We can use a sampling distribution to build a “reasonable interval” for the population value we’re trying to estimate. We can do this by taking quantiles of the distribution.
37.3.5 q3 Quantiles of the sampling distribution
Compute the lower and upper quantiles of the sampling distribution for the mean, such that 0.99 of the distribution is contained within the endpoints, and an equal amount of the distribution lands on either side outside the endpoints.
Hint: You should use the alpha
provided below, but you need to select half of alpha
from the left tail, and half from the right tail.
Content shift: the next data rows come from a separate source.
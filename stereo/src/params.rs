//! Matching parameters and their integer fixing.
//!
//! All costs are integers over a common `denominator`, so the graph works
//! in exact arithmetic. User-facing values are floats; [`set_fractions`]
//! picks the denominator in `1..=MAX_DENOM` minimizing the total relative
//! rounding error, which also keeps every per-edge term comfortably inside
//! 32 bits.

use crate::Matcher;
use kz_core::{Error, Result};
use tracing::{info, warn};

/// Largest denominator tried when approximating float costs as fractions.
pub const MAX_DENOM: i32 = 16;

/// Norm applied to the clamped Birchfield-Tomasi dissimilarity.
#[derive(Debug, Clone, Copy, PartialEq, Eq)]
pub enum DataCost {
    L1,
    L2,
}

#[derive(Debug, Clone, Copy)]
pub struct Parameters {
    pub data_cost: DataCost,
    /// Common denominator of `k`, `lambda1` and `lambda2`.
    pub denominator: i32,
    /// Intensity step treated as an edge by the smoothness term.
    pub edge_thresh: i32,
    /// Smoothness cost inside smooth areas.
    pub lambda1: i32,
    /// Smoothness cost across intensity edges; expected `<= lambda1`.
    pub lambda2: i32,
    /// Reward per active assignment; lower values leave more pixels occluded.
    pub k: i32,
    /// Maximum number of outer sweeps over the labels.
    pub max_iter: u32,
    /// Reshuffle the label order before every sweep instead of once.
    pub randomize_every_iteration: bool,
    /// Seed for the label permutation; `None` draws one from the OS.
    pub seed: Option<u64>,
}

impl Default for Parameters {
    fn default() -> Self {
        Parameters {
            data_cost: DataCost::L2,
            denominator: 1,
            edge_thresh: 8,
            lambda1: 0,
            lambda2: 0,
            k: 0,
            max_iter: 4,
            randomize_every_iteration: false,
            seed: None,
        }
    }
}

impl Parameters {
    pub fn validate(&self) -> Result<()> {
        if self.k < 0 || self.lambda1 < 0 || self.lambda2 < 0 {
            return Err(Error::InvalidParameter(format!(
                "negative cost (k = {}, lambda1 = {}, lambda2 = {})",
                self.k, self.lambda1, self.lambda2
            )));
        }
        if self.edge_thresh < 0 {
            return Err(Error::InvalidParameter(format!(
                "negative edge threshold {}",
                self.edge_thresh
            )));
        }
        if self.denominator < 1 {
            return Err(Error::InvalidParameter(format!(
                "denominator {} must be at least 1",
                self.denominator
            )));
        }
        if self.max_iter < 1 {
            return Err(Error::InvalidParameter("max_iter must be at least 1".into()));
        }
        if self.lambda2 > self.lambda1 {
            warn!(
                lambda1 = self.lambda1,
                lambda2 = self.lambda2,
                "edge smoothness exceeds non-edge smoothness"
            );
        }
        Ok(())
    }
}

/// Store `k`, `lambda1`, `lambda2` as integer numerators over one common
/// denominator, chosen to minimize the summed relative rounding error.
pub(crate) fn set_fractions(params: &mut Parameters, k: f32, lambda1: f32, lambda2: f32) {
    let mut min_error = f32::MAX;
    for denom in 1..=MAX_DENOM {
        let f = denom as f32;
        let mut error = 0.0f32;
        let mut round = |v: f32| -> i32 {
            if v > 0.0 {
                let num = (f * v + 0.5) as i32;
                error += (num as f32 / (f * v) - 1.0).abs();
                num
            } else {
                0
            }
        };
        let (nk, n1, n2) = (round(k), round(lambda1), round(lambda2));
        if error < min_error {
            min_error = error;
            params.denominator = denom;
            params.k = nk;
            params.lambda1 = n1;
            params.lambda2 = n2;
        }
    }
}

impl Matcher {
    /// Resolve defaulted (negative) cost values and fix them as fractions.
    ///
    /// A negative `k` is computed from image statistics, a negative `lambda`
    /// defaults to `k / 5`, and negative `lambda1` / `lambda2` default to
    /// `3 * lambda` and `lambda` respectively.
    pub fn fix_parameters(&mut self, k: f32, lambda: f32, lambda1: f32, lambda2: f32) -> Result<()> {
        let k = if k < 0.0 { self.auto_k()? } else { k };
        let lambda = if lambda < 0.0 { k / 5.0 } else { lambda };
        let lambda1 = if lambda1 < 0.0 { 3.0 * lambda } else { lambda1 };
        let lambda2 = if lambda2 < 0.0 { lambda } else { lambda2 };

        set_fractions(&mut self.params, k, lambda1, lambda2);
        info!(
            k = self.params.k,
            lambda1 = self.params.lambda1,
            lambda2 = self.params.lambda2,
            denominator = self.params.denominator,
            "fixed cost parameters"
        );
        self.params.validate()
    }
}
## TASK: Compute the lower and upper quantiles of the sampling distribution
alpha <- 0.01
df_q3 <-
df_demo %>%
summarize(
# task_begin
# mean_lo = ?,
# mean_up = ?,
# task_end
mean_lo = quantile(sample_mean, alpha / 2),
mean_up = quantile(sample_mean, 1 - alpha / 2),
)
The following will visualize your results against the sampling distribution:
## NOTE: Do not edit this code
df_demo %>%
ggplot(aes(sample_mean)) +
geom_histogram() +
geom_vline(
data = df_q3,
mapping = aes(xintercept = mean_lo)
) +
geom_vline(
data = df_q3,
mapping = aes(xintercept = mean_up)
)
## `stat_bin()` using `bins = 30`. Pick better value with `binwidth`.
The following test will verify that your df_q2
is correct:
## NOTE: No need to change this!
assertthat::assert_that(
abs(
df_q3 %>% pull(mean_lo) %>% .[[1]]
- quantile(df_demo$sample_mean, 0.005)
) < 1e-3,
msg = "Your value of mean_lo is incorrect"
)
## [1] TRUE
assertthat::assert_that(
abs(
df_q3 %>% pull(mean_up) %>% .[[1]]
- quantile(df_demo$sample_mean, 0.995)
) < 1e-3,
msg = "Your value of mean_up is incorrect"
)
## [1] TRUE
## [1] "Great job!"
These upper and lower quantiles construct a confidence interval, an important tool for quantifying uncertainty. We’ll discuss the interpretation of confidence intervals in e-stat07-clt
. However, if you’d like a preview, this animation is the best visual explain I’ve found on how confidence intervals are constructed [3].
37.4 Notes
[1] This is because rsample
does some fancy stuff under the hood. Basically bootstraps
does not make any additional copies of the data; the price we pay for this efficiency is the need to call analysis()
.
[2] For a slightly more mathematical treatment of the bootstrap, try these MIT course notes
[3] This the best visualization of the confidence interval concept that I have ever found. Click through Frequentist Inference > Confidence Interval to see the animation.